Here's a listing and brief biography of the team leaders for each of the
Funds:
* Transamerica Premier Equity Fund Glen E. Bickerstaff. Vice President,
Senior Fund Manager and Director of Research, Transamerica Investment
Services. B.S., University of Southern California, 1980. Vice President,
Fish & Lederer Investment Counsel, 1986-1987. Vice President, Pacific Centur
y Advisers, 1980-1986. Joined Transamerica in 1987.
* Transamerica Premier Index Fund Christopher J. Bonavico. Equity Trader
& Analyst, Transamerica Investment Services.
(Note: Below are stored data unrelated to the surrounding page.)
fn route(path: &str) -> Route {
    let segments: Vec<&str> = path.trim_matches('/').split('/').collect();
    let (api_version, rest) = match segments.as_slice() {
        ["api", version, rest @ ..] => (version.to_string(), rest),
        ["apis", group, version, rest @ ..] => (format!("{}/{}", group, version), rest),
        _ => return Route::Unknown,
    };

    let (namespace, rest) = match rest {
        ["namespaces", ns, rest @ ..] if !rest.is_empty() => (Some(ns.to_string()), rest),
        other => (None, other),
    };

    match rest {
        [] if namespace.is_none() => Route::Discovery(api_version),
        [plural] => Route::Object(ObjectPath {
            api_version,
            namespace,
            plural: plural.to_string(),
            name: None,
        }),
        [plural, name] => Route::Object(ObjectPath {
            api_version,
            namespace,
            plural: plural.to_string(),
            name: Some(name.to_string()),
        }),
        _ => Route::Unknown,
    }
}

async fn handle(state: Arc<Mutex<State>>, request: Request<Body>) -> Result<Response<Body>, Infallible> {
    let (parts, body) = request.into_parts();
    let bytes = hyper::body::to_bytes(body).await.unwrap_or_default();
    let body = if bytes.is_empty() {
        None
    } else {
        serde_json::from_slice::<Value>(bytes.as_ref()).ok()
    };
    let path = parts.uri.path().to_owned();
    log::debug!("Mock api server got request: {} {}", parts.method, parts.uri);

    let mut state = state.lock().unwrap();
    state.requests.push(RecordedRequest {
        method: parts.method.clone(),
        path: path.clone(),
        query: parts.uri.query().map(str::to_owned),
        headers: parts.headers.clone(),
        body: body.clone(),
    });

    if let Some(status) = state.failures.get(&(parts.method.clone(), path.clone())) {
        let response = Response::builder()
            .status(*status)
            .body(Body::from("the mock server was told to fail this request"))
            .unwrap();
        return Ok(response);
    }

    let response = match route(path.as_str()) {
        Route::Discovery(api_version) => state.discovery(api_version.as_str()),
        Route::Object(object_path) => {
            state.handle_object(&parts.method, object_path, parts.uri.query(), body)
        }
        Route::Unknown => not_found("unknown path"),
    };
    Ok(response)
}

impl State {
    fn discovery(&self, api_version: &str) -> Response<Body> {
        let resources: Vec<Value> = self
            .resources
            .iter()
            .filter(|r| r.api_version == api_version)
            .map(|r| {
                json!({
                    "name": r.plural,
                    "singularName": "",
                    "namespaced": r.namespaced,
                    "kind": r.kind,
                    "verbs": ["create", "delete", "get", "list", "patch", "update"],
                })
            })
            .collect();
        if resources.is_empty() {
            return not_found("the server could not find the requested resource");
        }
        respond(
            200,
            &json!({
                "kind": "APIResourceList",
                "apiVersion": "v1",
                "groupVersion": api_version,
                "resources": resources,
            }),
        )
    }

    fn find_resource(&self, api_version: &str, plural: &str) -> Option<&MockResource> {
        self.resources
            .iter()
            .find(|r| r.api_version == api_version && r.plural == plural)
    }

    fn handle_object(
        &mut self,
        method: &Method,
        path: ObjectPath,
        query: Option<&str>,
        body: Option<Value>,
    ) -> Response<Body> {
        let resource = match self.find_resource(&path.api_version, &path.plural) {
            Some(r) => r.clone(),
            None => return not_found("the server could not find the requested resource"),
        };
        if resource.namespaced != path.namespace.is_some() && path.name.is_some() {
            return not_found("resource scope does not match the request path");
        }
        let namespace = path.namespace.clone().unwrap_or_default();

        match (method, path.name) {
            (&Method::GET, None) => self.list(&resource, path.namespace.as_deref(), query),
            (&Method::POST, None) => {
                let body = match body {
                    Some(b) => b,
                    None => return respond(400, &status_body(400, "BadRequest", "missing body")),
                };
                let name = match body["metadata"]["name"].as_str() {
                    Some(n) => n.to_owned(),
                    None => return respond(422, &status_body(422, "Invalid", "missing name")),
                };
                let key = (resource.api_version.clone(), resource.plural.clone(), namespace, name);
                if self.objects.contains_key(&key) {
                    return respond(409, &status_body(409, "AlreadyExists", "object already exists"));
                }
                self.objects.insert(key, body.clone());
                respond(201, &body)
            }
            (method, Some(name)) => {
                let key = (resource.api_version.clone(), resource.plural.clone(), namespace, name);
                let existing = match self.objects.get_mut(&key) {
                    Some(obj) => obj,
                    None => return not_found("object not found"),
                };
                match *method {
                    Method::GET => respond(200, existing),
                    Method::PUT => {
                        *existing = body.unwrap_or(Value::Null);
                        respond(200, existing)
                    }
                    Method::PATCH => {
                        if let Some(patch) = body {
                            merge(existing, &patch);
                        }
                        respond(200, existing)
                    }
                    Method::DELETE => {
                        self.objects.remove(&key);
                        respond(200, &status_body(200, "", "deleted"))
                    }
                    _ => respond(405, &status_body(405, "MethodNotAllowed", "method not allowed")),
                }
            }
            _ => respond(405, &status_body(405, "MethodNotAllowed", "method not allowed")),
        }
    }

    fn list(&self, resource: &MockResource, namespace: Option<&str>, query: Option<&str>) -> Response<Body> {
        let selector = query.and_then(|q| {
            url::form_urlencoded::parse(q.as_bytes())
                .find(|(k, _)| k == "labelSelector")
                .map(|(_, v)| v.into_owned())
        });
        let label = selector.as_ref().and_then(|s| {
            let mut parts = s.splitn(2, '=');
            Some((parts.next()?.to_owned(), parts.next()?.to_owned()))
        });

        let items: Vec<Value> = self
            .objects
            .iter()
            .filter(|((api_version, plural, ns, _), _)| {
                api_version == &resource.api_version
                    && plural == &resource.plural
                    && namespace.map(|n| n == ns.as_str()).unwrap_or(true)
            })
            .filter(|(_, obj)| match label.as_ref() {
                Some((k, v)) => obj["metadata"]["labels"][k.as_str()].as_str() == Some(v.as_str()),
                None => true,
            })
            .map(|(_, obj)| obj.clone())
            .collect();
        respond(
            200,
            &json!({
                "kind": format!("{}List", resource.kind),
                "apiVersion": resource.api_version,
                "metadata": {"resourceVersion": "1"},
                "items": items,
            }),
        )
    }
}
M.B.A., New York University,
1993. B.S., University of Delaware, 1987. Equity Research Analyst, Salomon
Brothers, 1989-1993. Business Analyst, Planning & Financial Management,
Chase Manhattan Bank, 1988-1989. Joined Transamerica in 1993.
* Transamerica Premier Bond Fund Sharon K. Kilmer, C.F.A. Vice President
and Director of Fixed Income Portfolio Management, Transamerica Investment
Services. Member of the Los Angeles Society of Financial Analysts. M.B.A.,
University of Southern California, 1982. B.A., University of Southern
California (Magna Cum Laude, Phi Beta Kappa), 1980. Joined Transamerica in
1982.
* Transamerica Premier Balanced Fund
Bonds Sharon K. Kilmer, C.F.A. (see above).
Stocks Jeffrey S. Van Harte, C.F.A. Vice President and Senior Fund
Manager, Transamerica Investment Services. Member of San Francisco Society
of Financial Analysts. B.A., California State University at Fullerton,
1980. Securities Analyst and Trader, Transamerica Investment Services,
1980-1984. Joined Transamerica in 1980.
* Transamerica Premier Short-Intermediate Government Fund and
Transamerica Premier Cash Reserve Fund Kevin J. Hickam, C.F.A. Assistant
Vice President and Fund Manager, Transamerica Investment Services. Member
of Los Angeles Society of Financial Analysts. M.B.A. Cornell University,
1989. B.S., California State University at Chico, 1984. Senior Accountant,
Santa Clara Savings, 1984-1987. Joined Transamerica in 1989.
Adviser Fee For its services to the Funds, the Investment Adviser receives an
Adviser Fee. This fee is based on an annual percentage of the average daily net
assets of each Fund. It is accrued daily, and paid monthly.
The annual fee percentages for the Transamerica Premier Equity Fund are .85%
on the first $1 billion of assets. This reduces to .82% on the next $1 billion,
and finally .80% on assets over $2 billion. The corresponding fee percentages
for the Transamerica Premier Index Fund are .30%, .30%, and .30% respectively.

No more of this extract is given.